Set down exactly the lines of the records from the top to the line containing "autonomy coordinator that"; include both.

[Records drawn from a dataset]
::::

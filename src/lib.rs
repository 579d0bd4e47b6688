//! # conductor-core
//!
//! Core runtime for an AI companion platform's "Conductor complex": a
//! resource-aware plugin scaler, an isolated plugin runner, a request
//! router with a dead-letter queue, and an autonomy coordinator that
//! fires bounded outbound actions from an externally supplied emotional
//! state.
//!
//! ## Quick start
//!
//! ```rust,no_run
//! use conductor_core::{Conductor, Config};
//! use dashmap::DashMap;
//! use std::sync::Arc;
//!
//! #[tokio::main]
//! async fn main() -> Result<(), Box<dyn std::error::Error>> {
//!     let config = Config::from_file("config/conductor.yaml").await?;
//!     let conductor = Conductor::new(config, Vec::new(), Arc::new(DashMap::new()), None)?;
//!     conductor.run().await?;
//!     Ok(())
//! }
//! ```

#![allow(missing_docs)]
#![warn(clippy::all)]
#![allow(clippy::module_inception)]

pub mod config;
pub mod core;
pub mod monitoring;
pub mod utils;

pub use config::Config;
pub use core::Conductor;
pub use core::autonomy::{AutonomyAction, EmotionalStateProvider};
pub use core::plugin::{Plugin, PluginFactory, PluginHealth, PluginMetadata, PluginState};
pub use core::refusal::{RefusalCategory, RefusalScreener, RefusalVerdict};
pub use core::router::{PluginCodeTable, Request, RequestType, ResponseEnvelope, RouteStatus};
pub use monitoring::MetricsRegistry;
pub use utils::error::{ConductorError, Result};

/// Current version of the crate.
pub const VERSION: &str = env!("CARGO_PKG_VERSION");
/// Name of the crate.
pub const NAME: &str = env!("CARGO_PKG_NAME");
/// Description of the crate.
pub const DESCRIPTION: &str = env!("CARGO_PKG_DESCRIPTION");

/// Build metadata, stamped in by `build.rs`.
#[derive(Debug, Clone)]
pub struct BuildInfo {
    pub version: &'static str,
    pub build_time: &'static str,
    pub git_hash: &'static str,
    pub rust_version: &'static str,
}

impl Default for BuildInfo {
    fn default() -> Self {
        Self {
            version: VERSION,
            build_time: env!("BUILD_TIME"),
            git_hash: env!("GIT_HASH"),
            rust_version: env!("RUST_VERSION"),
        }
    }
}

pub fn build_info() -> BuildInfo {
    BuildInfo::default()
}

::::

OUTPUT FOR THIS EXERCISE >>
filename src/lib.rs
repository 579d0bd4e47b6688
//! # conductor-core
//!
//! Core runtime for an AI companion platform's "Conductor complex": a
//! resource-aware plugin scaler, an isolated plugin runner, a request
//! router with a dead-letter queue, and an autonomy coordinator that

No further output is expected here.